Today, the Office of Public Education Facilities Management officially launched a pilot program that will pay contractors extra for doing what the District failed to make them do by law.
At least 100 construction industry-types filed into the Capitol View Terrace Lounge at RFK Stadium this morning to hear more details beyond the announcement at the beginning of March: If subcontractors meet a baseline of 35 percent of hours worked by District residents, they could make 10 percent of the total wages paid to those workers. General contractors that comply could get an additional five percent of their design-build fee. To help out, they’ve got a list of 300 pre-vetted job candidates, and will be holding job fairs in the wards where the six school projects are located.
The economics of the pilot are compelling. Under standard labor cost assumptions, subcontractors on a project worth $3 million could collectively earn a $26,000 bonus, just for meeting the 35 percent hours-worked mark.
“It’s basically free money,” an OPEFM official told the group. “All you have to do is adhere to the goals set out for the program.”
The pilot is the brainchild of Allen Lew, whom Mayor Vince Gray plucked from leading OPEFM—which itself is not long for this world—to be his City Administrator. At the info session, Lew was clear that if this thing works, he’d like to make it standard operating procedure for the $5 billion in capital projects coming over the next five years.
I asked him about my concern when the pilot was announced: Why hand out bonuses for doing what the District’s poorly-designed First Source law was intended to do? And how will this jibe with Council Chairman Kwame Brown‘s proposal to dock contractors for not meeting standards for hours worked by District residents?
Lew said the two approaches were “compatible,” and would just serve as both a carrot and a stick. But it still seems that if the District had established a precedent of enforcing the First Source law in the first place, then it would be more believable when it tweaked the law to actually get more District residents hired, and wouldn’t have to use incentives that would inflate construction budgets by $50 million if applied to the next five years worth of capital projects.
Lew’s OPEFM was generally a well-respected outfit, and I don’t doubt his pilot program will work.
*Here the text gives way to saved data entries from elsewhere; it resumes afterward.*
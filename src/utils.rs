use chrono::{Datelike, Duration, NaiveDate, Weekday};
use tracing::{debug, warn};

use crate::api::QuoteProvider;
use crate::models::Ticker;

/// How far back to look for the latest trading session
const LOOKBACK_DAYS: i64 = 20;

/// Market calendar utilities for handling weekends and holidays
pub struct TradingCalendar<'a, P: QuoteProvider + ?Sized> {
    provider: &'a P,
    reference: Ticker,
}

impl<'a, P: QuoteProvider + ?Sized> TradingCalendar<'a, P> {
    /// `reference` should be a broad index that trades every session, e.g. `^KS11`.
    pub fn new(provider: &'a P, reference: Ticker) -> Self {
        Self { provider, reference }
    }

    /// Get the most recent trading day on or before the given date
    pub async fn recent_trading_day(&self, date: NaiveDate) -> NaiveDate {
        let from = date - Duration::days(LOOKBACK_DAYS);
        match self.provider.daily_bars(self.reference.as_str(), from, date).await {
            Ok(series) => {
                let latest = series
                    .bars
                    .iter()
                    .filter(|bar| bar.date <= date && bar.close.is_some())
                    .map(|bar| bar.date)
                    .max();
                match latest {
                    Some(day) => {
                        debug!("{} last traded on {} (base {})", self.reference, day, date);
                        day
                    }
                    None => {
                        warn!(
                            "No {} sessions within {} days of {}, assuming weekdays trade",
                            self.reference, LOOKBACK_DAYS, date
                        );
                        last_weekday_on_or_before(date)
                    }
                }
            }
            Err(e) => {
                // Fallback to weekend check if API fails
                warn!("Calendar lookup via {} failed ({}), assuming weekdays trade", self.reference, e);
                last_weekday_on_or_before(date)
            }
        }
    }
}

/// Step back over Saturday and Sunday.
pub fn last_weekday_on_or_before(date: NaiveDate) -> NaiveDate {
    match date.weekday() {
        Weekday::Sat => date - Duration::days(1),
        Weekday::Sun => date - Duration::days(2),
        _ => date,
    }
}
But really: Isn’t the contract itself is the reward? Shouldn’t hiring District residents, provided that job training resources are available, be a matter of course?
You didn’t have to be a contractor to be happy about the new incentive program. During the Q&A, one entrepreneur stood up and announced he would be launching a “workforce aggregator,” which would allow firms to outsource their vetting and hiring of District residents.
“It’s got to happen, and I see a way to get paid doing it,” said the businessman.
“You’re going to be the most popular guy in the room!” Lew quipped.